Filter the entries below down to the lines that hold "SpaceRequirement".

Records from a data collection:
===============
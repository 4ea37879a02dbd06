//! The spacing decorator: inserts mandatory whitespace between tokens
//!
//! Remembers the kind and text of the most recently emitted token and
//! consults the [`SpacingRules`] table before each subsequent token.
//! Mandatory pairs get a space inserted on the inner writer; optional and
//! forbidden pairs get nothing. Explicit `space()` calls from the walker
//! are always forwarded and clear the remembered token, so the decorator
//! adds spaces but never removes or doubles them.

use crate::scribe::ast::AstNode;
use crate::scribe::location::TextLocation;
use crate::scribe::spacing::{SpaceRequirement, SpacingRules};
use crate::scribe::token::{PrimitiveValue, SlotTag, TokenKind};
use crate::scribe::trivia::{CommentKind, CommentRef, DirectiveKind};
use crate::scribe::writer::TokenWriter;

/// A [`TokenWriter`] that inserts rule-mandated spaces between adjacent tokens
pub struct SpacingWriter<W: TokenWriter> {
    inner: W,
    rules: SpacingRules,
    last: Option<(TokenKind, String)>,
}

impl<W: TokenWriter> SpacingWriter<W> {
    /// Wrap `inner` with the default rule table
    pub fn new(inner: W) -> Self {
        Self::with_rules(inner, SpacingRules::default())
    }

    pub fn with_rules(inner: W, rules: SpacingRules) -> Self {
        Self {
            inner,
            rules,
            last: None,
        }
    }

    pub fn into_inner(self) -> W {
        self.inner
    }

    /// Insert a space if the rule table mandates one before (kind, text)
    fn separate(&mut self, kind: TokenKind, text: &str) {
        if let Some((prev_kind, prev_text)) = &self.last {
            let requirement = self.rules.lookup(*prev_kind, prev_text, kind, text);
            if requirement == SpaceRequirement::Mandatory {
                self.inner.space();
            }
        }
    }

    fn remember(&mut self, kind: TokenKind, text: &str) {
        self.last = Some((kind, text.to_string()));
    }
}

impl<W: TokenWriter> TokenWriter for SpacingWriter<W> {
    fn start_node(&mut self, node: &dyn AstNode) {
        self.inner.start_node(node);
    }

    fn end_node(&mut self, node: &dyn AstNode) {
        self.inner.end_node(node);
    }

    fn write_identifier(&mut self, name: &str, kind: TokenKind) {
        self.separate(kind, name);
        self.inner.write_identifier(name, kind);
        self.remember(kind, name);
    }

    fn write_keyword(&mut self, slot: SlotTag<'_>, keyword: &str) {
        self.separate(TokenKind::Keyword, keyword);
        self.inner.write_keyword(slot, keyword);
        self.remember(TokenKind::Keyword, keyword);
    }

    fn write_token(&mut self, slot: SlotTag<'_>, token: &str, kind: TokenKind) {
        self.separate(kind, token);
        self.inner.write_token(slot, token, kind);
        self.remember(kind, token);
    }

    fn write_primitive_value(
        &mut self,
        value: &PrimitiveValue,
        kind: Option<TokenKind>,
        literal: Option<&str>,
    ) {
        let effective_kind = kind.unwrap_or_else(|| value.default_kind());
        let text = match literal {
            Some(text) => text.to_string(),
            None => value.default_text(),
        };
        self.separate(effective_kind, &text);
        self.inner.write_primitive_value(value, kind, literal);
        self.remember(effective_kind, &text);
    }

    fn write_primitive_type(&mut self, name: &str) {
        self.separate(TokenKind::Keyword, name);
        self.inner.write_primitive_type(name);
        self.remember(TokenKind::Keyword, name);
    }

    fn space(&mut self) {
        self.inner.space();
        self.last = None;
    }

    fn indent(&mut self) {
        self.inner.indent();
    }

    fn unindent(&mut self) {
        self.inner.unindent();
    }

    fn new_line(&mut self) {
        self.inner.new_line();
        self.last = None;
    }

    fn write_comment(&mut self, kind: CommentKind, content: &str, refs: &[CommentRef]) {
        self.inner.write_comment(kind, content, refs);
        self.last = None;
    }

    fn write_directive(&mut self, kind: DirectiveKind, argument: &str) {
        self.inner.write_directive(kind, argument);
        self.last = None;
    }

    fn debug_start(&mut self, node: &dyn AstNode, start: Option<TextLocation>) {
        self.inner.debug_start(node, start);
    }

    fn debug_hidden(&mut self, node: Option<&dyn AstNode>) {
        self.inner.debug_hidden(node);
    }

    fn debug_expression(&mut self, node: &dyn AstNode) {
        self.inner.debug_expression(node);
    }

    fn debug_end(&mut self, node: &dyn AstNode, end: Option<TextLocation>) {
        self.inner.debug_end(node, end);
    }

    fn location(&self) -> Option<TextLocation> {
        self.inner.location()
    }
}

#[cfg(test)]
mod tests {
    use super::*;
    use crate::scribe::spacing::SpacingRule;
    use crate::scribe::writer::TextTokenWriter;

    fn writer() -> SpacingWriter<TextTokenWriter> {
        SpacingWriter::new(TextTokenWriter::new())
    }

    #[test]
    fn test_keyword_then_identifier_gets_space() {
        let mut w = writer();
        w.write_keyword(SlotTag::NONE, "return");
        w.write_identifier("x", TokenKind::Identifier);
        assert_eq!(w.into_inner().into_string(), "return x");
    }

    #[test]
    fn test_explicit_space_is_not_doubled() {
        let mut w = writer();
        w.write_keyword(SlotTag::NONE, "return");
        w.space();
        w.write_identifier("x", TokenKind::Identifier);
        assert_eq!(w.into_inner().into_string(), "return x");
    }

    #[test]
    fn test_punctuation_stays_tight() {
        let mut w = writer();
        w.write_identifier("call", TokenKind::Identifier);
        w.write_token_brace(SlotTag::NONE, "(");
        w.write_identifier("a", TokenKind::Identifier);
        w.write_token_brace(SlotTag::NONE, ")");
        assert_eq!(w.into_inner().into_string(), "call(a)");
    }

    #[test]
    fn test_gluing_operators_get_space() {
        let mut w = writer();
        w.write_identifier("a", TokenKind::Identifier);
        w.write_token_operator(SlotTag::NONE, "-");
        w.write_token_operator(SlotTag::NONE, "-");
        w.write_identifier("b", TokenKind::Identifier);
        assert_eq!(w.into_inner().into_string(), "a- -b");
    }

    #[test]
    fn test_newline_resets_state() {
        let mut w = writer();
        w.write_keyword(SlotTag::NONE, "else");
        w.new_line();
        w.write_keyword(SlotTag::NONE, "if");
        assert_eq!(w.into_inner().into_string(), "else\nif");
    }

    #[test]
    fn test_primitive_value_spacing_uses_effective_text() {
        let mut w = writer();
        w.write_keyword(SlotTag::NONE, "return");
        w.write_primitive_value(&PrimitiveValue::Int(255), None, Some("0xFF"));
        assert_eq!(w.into_inner().into_string(), "return 0xFF");
    }

    #[test]
    fn test_forbidden_rule_overrides_fallback() {
        let rules = SpacingRules::new(vec![SpacingRule {
            prev_kind: Some(TokenKind::Keyword),
            prev_text: Some("return".to_string()),
            next_kind: Some(TokenKind::Identifier),
            next_text: None,
            require: SpaceRequirement::Forbidden,
        }]);
        let mut w = SpacingWriter::with_rules(TextTokenWriter::new(), rules);
        w.write_keyword(SlotTag::NONE, "return");
        w.write_identifier("x", TokenKind::Identifier);
        assert_eq!(w.into_inner().into_string(), "returnx");
    }

    #[test]
    fn test_block_comment_clears_state() {
        let mut w = writer();
        w.write_keyword(SlotTag::NONE, "return");
        w.write_comment(CommentKind::Block, "why", &[]);
        w.write_identifier("x", TokenKind::Identifier);
        assert_eq!(w.into_inner().into_string(), "return/*why*/x");
    }
}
===============
** Output of the task **
use crate::scribe::spacing::{SpaceRequirement, SpacingRules};
            if requirement == SpaceRequirement::Mandatory {
            require: SpaceRequirement::Forbidden,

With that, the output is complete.